Tenho dado algumas palestras sobre a história de São Paulo para alunos de universidades e do ensino médio e é perceptível como a pandemia interrompeu essas descobertas. Alunos de classe média passaram grande parte dos últimos dois anos em casa, com aulas virtuais, vendo amigos pelo Zoom e convivendo mais do que seria o normal com os pais. A experiência da cidade faz falta. Não apenas por conhecer o lugar onde moramos, mas por começar a conviver com aquilo que São Paulo tem de mais especial: gente. Gente diferente, de outras origens, outras cores, outros interesses, seja num ônibus, seja num show ou numa sala de aula. A convivência civilizada com a diversidade é coisa que se aprende através de tentativa e erro. O resultado, segundo o sociólogo americano Richard Sennett é justamente a urbanidade –a atitude que permite a convivência entre diferentes. O oposto da urbanidade, para ele, é uma doença –o narcisismo– em que tudo gira em torno de si mesmo.

O estudo virtual, o trabalho virtual e a convivência virtual suprimiram parte dessa experiência de aprendizagem para o convívio. A saída ao mundo real envolve preparação, ansiedade e decisões. Escolher o itinerário, andar até um metrô, decidir onde descer, especular sobre a segurança de uma rua antes de encará-la, descobrir uma surpresa numa vitrine, parar para tomar um sorvete, desviar da multidão. Tudo isso faz parte do processo de negociar e aprender a conviver com gente que nunca vimos antes.

Vai ser preciso um tempo para os jovens voltarem a se conectar com a totalidade da experiência urbana. A escola pode ajudar. Antes da pandemia, era comum ver grupos de escolares no centro, ao redor do Páteo do Colégio, olhando espantados para os prédios antigos e os moradores de rua.

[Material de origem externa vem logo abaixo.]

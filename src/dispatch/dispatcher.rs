//! Fire-and-forget task dispatch
//!
//! `Dispatcher::send` is the only entry point producers use. It never fails:
//! every error on the way to the broker is logged, counted, and reported as
//! `false`. Retrying is left to the next independent send.

use crate::amqp::connection::AmqpConnector;
use crate::amqp::manager::ConnectionManager;
use crate::amqp::registry::{encode_payload, QueueRegistry};
use crate::amqp::transport::ConnectionStatus;
use crate::config::BrokerSettings;
use crate::error::DispatchError;
use crate::metrics::{DispatchMetrics, DispatchOutcome};
use crate::types::QueueOptions;
use async_trait::async_trait;
use serde::Serialize;
use std::sync::Arc;
use std::time::Duration;
use tracing::{debug, warn};

/// Anything that can take a task payload for a named queue
#[cfg_attr(test, mockall::automock)]
#[async_trait]
pub trait TaskDispatcher: Send + Sync {
    /// Enqueue `payload` on `queue`; `true` only if the client accepted it
    async fn dispatch(&self, queue: &str, payload: serde_json::Value) -> bool;
}

/// Process-wide dispatcher; cheap to clone
#[derive(Clone)]
pub struct Dispatcher {
    inner: Arc<DispatcherInner>,
}

struct DispatcherInner {
    manager: Arc<ConnectionManager>,
    registry: QueueRegistry,
    send_timeout: Duration,
    metrics: DispatchMetrics,
}

impl Dispatcher {
    pub fn new(
        manager: Arc<ConnectionManager>,
        send_timeout: Duration,
        metrics: DispatchMetrics,
    ) -> Self {
        let registry = QueueRegistry::new(manager.clone(), QueueOptions::default());
        Self {
            inner: Arc::new(DispatcherInner {
                manager,
                registry,
                send_timeout,
                metrics,
            }),
        }
    }

    /// Dispatcher talking to the broker described by `settings`.
    ///
    /// Nothing connects until the first send.
    pub fn from_settings(settings: &BrokerSettings, metrics: DispatchMetrics) -> Self {
        let connector = Arc::new(AmqpConnector::new(settings.clone()));
        let manager = ConnectionManager::new(connector, settings.connection_timeout())
            .with_metrics(metrics.clone());
        Self::new(Arc::new(manager), settings.send_timeout(), metrics)
    }

    pub fn manager(&self) -> &Arc<ConnectionManager> {
        &self.inner.manager
    }

    pub fn metrics(&self) -> &DispatchMetrics {
        &self.inner.metrics
    }

    pub fn status(&self) -> ConnectionStatus {
        self.inner.manager.status()
    }

    /// Serialize `payload` and enqueue it on `queue`.
    ///
    /// Resolves within the send timeout. Returns `false` on any failure.
    pub async fn send<T: Serialize + ?Sized>(&self, queue: &str, payload: &T) -> bool {
        match self.try_send(queue, payload).await {
            Ok(()) => {
                self.inner
                    .metrics
                    .record_dispatch(queue, DispatchOutcome::Sent);
                true
            }
            Err(e) => {
                self.inner
                    .metrics
                    .record_dispatch(queue, DispatchOutcome::Dropped);
                warn!(queue, error = %e, "Task dispatch dropped");
                false
            }
        }
    }

    /// Like `send`, but keeps the reason for a failure
    pub async fn try_send<T: Serialize + ?Sized>(
        &self,
        queue: &str,
        payload: &T,
    ) -> Result<(), DispatchError> {
        let queue_channel = self.inner.registry.queue(queue)?;
        let body = encode_payload(payload)?;

        match tokio::time::timeout(self.inner.send_timeout, queue_channel.try_send(body)).await {
            Ok(result) => result,
            Err(_) => Err(DispatchError::Timeout {
                operation: format!("dispatch to '{}'", queue),
                timeout_ms: self.inner.send_timeout.as_millis() as u64,
            }),
        }
    }

    /// Close the broker connection; safe to call more than once
    pub async fn disconnect(&self) {
        debug!("Disconnecting dispatcher");
        self.inner.manager.disconnect().await;
    }
}

#[async_trait]
impl TaskDispatcher for Dispatcher {
    async fn dispatch(&self, queue: &str, payload: serde_json::Value) -> bool {
        self.send(queue, &payload).await
    }
}
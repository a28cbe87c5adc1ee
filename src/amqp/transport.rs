//! Broker transport seam
//!
//! The connection manager only talks to the broker through these traits, so
//! the amqprs client and the in-memory broker used by tests are
//! interchangeable.

use crate::error::DispatchError;
use crate::types::QueueOptions;
use async_trait::async_trait;
use std::sync::Arc;

/// Shared handle to an open broker connection
pub type SharedConnection = Arc<dyn BrokerConnection>;

/// Shared handle to an open channel
pub type SharedChannel = Arc<dyn BrokerChannel>;

/// Opens transport connections to the broker
#[async_trait]
pub trait Connector: Send + Sync {
    /// Perform one connection attempt (TCP + protocol handshake)
    async fn connect(&self) -> Result<SharedConnection, DispatchError>;

    /// Human readable endpoint for log lines, never includes credentials
    fn endpoint(&self) -> String;
}

/// An established connection that channels are multiplexed over
#[async_trait]
pub trait BrokerConnection: Send + Sync {
    /// Whether the transport is still usable
    fn is_open(&self) -> bool;

    /// Open a fresh channel on this connection
    async fn open_channel(&self) -> Result<SharedChannel, DispatchError>;

    /// Close the connection; closing an already-closed connection is not an error
    async fn close(&self) -> Result<(), DispatchError>;
}

/// A lightweight session used to declare queues and publish to them
#[async_trait]
pub trait BrokerChannel: Send + Sync {
    fn is_open(&self) -> bool;

    /// Assert a queue; identical redeclaration is a broker-side no-op
    async fn declare_queue(&self, queue: &str, options: QueueOptions)
        -> Result<(), DispatchError>;

    /// Hand one message to the client library for delivery to `queue`
    async fn publish(&self, queue: &str, body: Vec<u8>) -> Result<(), DispatchError>;
}

/// Observable state of the connection manager
#[derive(Debug, Clone, Copy, PartialEq, Eq, serde::Serialize)]
#[serde(rename_all = "lowercase")]
pub enum ConnectionStatus {
    Disconnected,
    Connecting,
    Ready,
}

impl std::fmt::Display for ConnectionStatus {
    fn fmt(&self, f: &mut std::fmt::Formatter<'_>) -> std::fmt::Result {
        match self {
            ConnectionStatus::Disconnected => write!(f, "disconnected"),
            ConnectionStatus::Connecting => write!(f, "connecting"),
            ConnectionStatus::Ready => write!(f, "ready"),
        }
    }
}
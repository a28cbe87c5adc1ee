//! Integration tests for the dispatch subsystem
//!
//! These tests drive the public API end to end against the in-memory broker:
//! - Single-flight lazy connection
//! - Recovery after failed connects and dropped transports
//! - Queue assertion once per channel
//! - Isolation between queues
//! - Time-bounded, never-failing sends

mod fixtures;

use fixtures::TestSystem;
use futures::future::join_all;
use roster_dispatch::amqp::ConnectionStatus;
use roster_dispatch::metrics::DispatchOutcome;
use roster_dispatch::types::{ClanRequest, PlayerRequest, CLAN_REQUESTS_QUEUE, PLAYER_REQUESTS_QUEUE};
use serde_json::json;
use std::time::Duration;
use tokio::time::Instant;

#[tokio::test]
async fn test_concurrent_channel_requests_connect_once() {
    let system = TestSystem::slow(Duration::from_millis(50));
    let manager = system.dispatcher.manager().clone();

    let requests = (0..25).map(|_| {
        let manager = manager.clone();
        async move { manager.get_channel(PLAYER_REQUESTS_QUEUE).await }
    });
    let results = join_all(requests).await;

    assert!(results.iter().all(|r| r.is_ok()));
    assert_eq!(system.broker.connect_attempts(), 1);
    assert_eq!(system.broker.channels_opened(), 1);
    assert_eq!(manager.status(), ConnectionStatus::Ready);
}

#[tokio::test]
async fn test_reconnects_after_failed_attempt() {
    let system = TestSystem::unreachable();
    let dispatcher = &system.dispatcher;

    assert!(
        !dispatcher
            .send(PLAYER_REQUESTS_QUEUE, &PlayerRequest { membership_id: 1 })
            .await
    );
    assert_eq!(dispatcher.status(), ConnectionStatus::Disconnected);
    assert_eq!(system.broker.connect_attempts(), 1);

    system.broker.set_reachable(true);
    assert!(
        dispatcher
            .send(PLAYER_REQUESTS_QUEUE, &PlayerRequest { membership_id: 1 })
            .await
    );
    assert_eq!(system.broker.connect_attempts(), 2);
    assert_eq!(dispatcher.status(), ConnectionStatus::Ready);
}

#[tokio::test]
async fn test_send_never_fails_when_broker_is_gone() {
    let system = TestSystem::unreachable();
    let dispatcher = &system.dispatcher;

    assert!(!dispatcher.send(CLAN_REQUESTS_QUEUE, &json!({ "groupId": 7 })).await);
    assert!(!dispatcher.send(CLAN_REQUESTS_QUEUE, &json!(null)).await);
    assert!(!dispatcher.send(CLAN_REQUESTS_QUEUE, &"not an object").await);
    assert!(!dispatcher.send("", &json!({})).await);

    assert_eq!(
        dispatcher
            .metrics()
            .dispatch_count(CLAN_REQUESTS_QUEUE, DispatchOutcome::Dropped),
        3
    );
    assert!(system.broker.messages().is_empty());
}

#[tokio::test]
async fn test_queue_declared_once_and_both_sends_succeed() {
    let system = TestSystem::new();
    let dispatcher = &system.dispatcher;

    assert!(dispatcher.send(CLAN_REQUESTS_QUEUE, &ClanRequest { group_id: 7 }).await);
    assert!(dispatcher.send(CLAN_REQUESTS_QUEUE, &ClanRequest { group_id: 8 }).await);

    assert_eq!(system.broker.declare_count(CLAN_REQUESTS_QUEUE), 1);
    assert_eq!(system.broker.messages_for(CLAN_REQUESTS_QUEUE).len(), 2);
    assert_eq!(system.broker.is_durable(CLAN_REQUESTS_QUEUE), Some(false));
}

#[tokio::test]
async fn test_failing_queue_does_not_affect_others() {
    let system = TestSystem::new();
    let dispatcher = &system.dispatcher;
    system.broker.reject_queue("clan_requests_v2");

    assert!(!dispatcher.send("clan_requests_v2", &ClanRequest { group_id: 7 }).await);
    assert!(
        dispatcher
            .send(PLAYER_REQUESTS_QUEUE, &PlayerRequest { membership_id: 123 })
            .await
    );
    assert!(!dispatcher.send("clan_requests_v2", &ClanRequest { group_id: 7 }).await);
    assert!(
        dispatcher
            .send(PLAYER_REQUESTS_QUEUE, &PlayerRequest { membership_id: 456 })
            .await
    );

    assert_eq!(system.broker.messages_for(PLAYER_REQUESTS_QUEUE).len(), 2);
    assert_eq!(system.broker.declare_count(PLAYER_REQUESTS_QUEUE), 1);
    assert!(system.broker.messages_for("clan_requests_v2").is_empty());
    // A queue-level failure must not cost the shared connection.
    assert_eq!(system.broker.connect_attempts(), 1);

    system.broker.accept_queue("clan_requests_v2");
    assert!(dispatcher.send("clan_requests_v2", &ClanRequest { group_id: 7 }).await);
}

#[tokio::test]
async fn test_unreachable_broker_resolves_false_within_timeout_then_recovers() {
    let system = TestSystem::unreachable();
    let dispatcher = &system.dispatcher;

    let start = Instant::now();
    let ok = dispatcher
        .send(PLAYER_REQUESTS_QUEUE, &json!({ "membershipId": 123 }))
        .await;
    assert!(!ok);
    assert!(start.elapsed() < fixtures::SEND_TIMEOUT);

    system.broker.set_reachable(true);
    assert!(
        dispatcher
            .send(PLAYER_REQUESTS_QUEUE, &json!({ "membershipId": 123 }))
            .await
    );
    assert_eq!(
        system.broker.messages_for(PLAYER_REQUESTS_QUEUE)[0].json(),
        Some(json!({ "membershipId": 123 }))
    );
}

#[tokio::test]
async fn test_send_timeout_does_not_abort_connect() {
    let system =
        TestSystem::with_timeouts(Duration::from_secs(5), Duration::from_millis(100));
    system.broker.set_connect_delay(Duration::from_millis(300));
    let dispatcher = &system.dispatcher;

    let start = Instant::now();
    assert!(!dispatcher.send(CLAN_REQUESTS_QUEUE, &ClanRequest { group_id: 7 }).await);
    assert!(start.elapsed() < Duration::from_millis(300));

    // The handshake keeps going in the background; the next send rides on it.
    tokio::time::sleep(Duration::from_millis(400)).await;
    assert_eq!(dispatcher.status(), ConnectionStatus::Ready);
    assert!(dispatcher.send(CLAN_REQUESTS_QUEUE, &ClanRequest { group_id: 7 }).await);
    assert_eq!(system.broker.connect_attempts(), 1);
}

#[tokio::test(flavor = "multi_thread", worker_threads = 4)]
async fn test_fifty_concurrent_sends_before_connect() {
    let system = TestSystem::slow(Duration::from_millis(50));

    let handles: Vec<_> = (0..50)
        .map(|_| {
            let dispatcher = system.dispatcher.clone();
            tokio::spawn(async move {
                dispatcher
                    .send(CLAN_REQUESTS_QUEUE, &ClanRequest { group_id: 7 })
                    .await
            })
        })
        .collect();

    for handle in handles {
        assert!(handle.await.unwrap());
    }

    assert_eq!(system.broker.connect_attempts(), 1);
    assert_eq!(system.broker.declare_count(CLAN_REQUESTS_QUEUE), 1);
    assert_eq!(system.broker.messages_for(CLAN_REQUESTS_QUEUE).len(), 50);
    assert_eq!(
        system
            .dispatcher
            .metrics()
            .dispatch_count(CLAN_REQUESTS_QUEUE, DispatchOutcome::Sent),
        50
    );
}

#[tokio::test]
async fn test_dropped_transport_recovers_on_next_send() {
    let system = TestSystem::new();
    let dispatcher = &system.dispatcher;

    assert!(dispatcher.send(PLAYER_REQUESTS_QUEUE, &PlayerRequest { membership_id: 1 }).await);
    system.broker.drop_connections();
    assert_eq!(dispatcher.status(), ConnectionStatus::Disconnected);

    assert!(dispatcher.send(PLAYER_REQUESTS_QUEUE, &PlayerRequest { membership_id: 2 }).await);
    assert_eq!(system.broker.connect_attempts(), 2);
    // New channel, so the queue is asserted again.
    assert_eq!(system.broker.declare_count(PLAYER_REQUESTS_QUEUE), 2);
}

#[tokio::test]
async fn test_disconnect_closes_transport_and_is_idempotent() {
    let system = TestSystem::new();
    let dispatcher = &system.dispatcher;

    dispatcher.disconnect().await;
    assert_eq!(system.broker.connect_attempts(), 0);

    assert!(dispatcher.send(CLAN_REQUESTS_QUEUE, &ClanRequest { group_id: 1 }).await);
    assert_eq!(system.broker.open_connections(), 1);

    dispatcher.disconnect().await;
    dispatcher.disconnect().await;
    assert_eq!(system.broker.open_connections(), 0);
    assert_eq!(dispatcher.status(), ConnectionStatus::Disconnected);
}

Cada saída dessas desperta a curiosidade pela cidade. Quando eu tinha oito anos, a escola nos mandou para uma volta no quarteirão munidos de uma prancheta de madeira para mapear a vizinhança. Ainda lembro de escrever no papel com cuidado as atividades de cada imóvel que encontrava: "escola, casa, casa, bar, casa, mercearia, casa, casa, loja de material de construção, casa, casa, casa". Depois de cinquenta anos, passei pelo local e fiquei consternado em constatar a mudança. Fosse hoje o exercício, teria escrito apenas: "escola abandonada, prédio gigante que ocupou o lugar de todos os outros imóveis". A cidade mudou, mas a curiosidade ficou.

As escolas não precisam de mais matérias obrigatórias, mas a cidade é um tema interdisciplinar que poderia ser mais explorado. Dá para pensar em geografia e literatura, dá para discutir relações interpessoais, dá para usar matemática para discutir a desigualdade, e dá, claro, para pensar na história de quem veio antes de nós. Saber que a praça da República já hospedou touradas quando se chamava largo dos Curros. Descobrir as centenas de rios escondidos e desenhar o curso original do Pinheiros e Tietê antes da retificação. Entender por que o número de pessoas morando em favelas explodiu na década de 1970. Vislumbrar o charme da cidade sem o Minhocão e os viadutos que cobriram o parque Dom Pedro. Acompanhar os trajetos de Oswald de Andrade pelo centro antes de se tornar modernista. Capturar a forma do triângulo histórico e constatar que a travessia do Anhangabaú tinha um pedágio.

A cidade faz mais sentido para os estudantes se vier acompanhada de seus cheiros, seus barulhos e de seus encontros. Isso só vai acontecer fora da telinha do computador.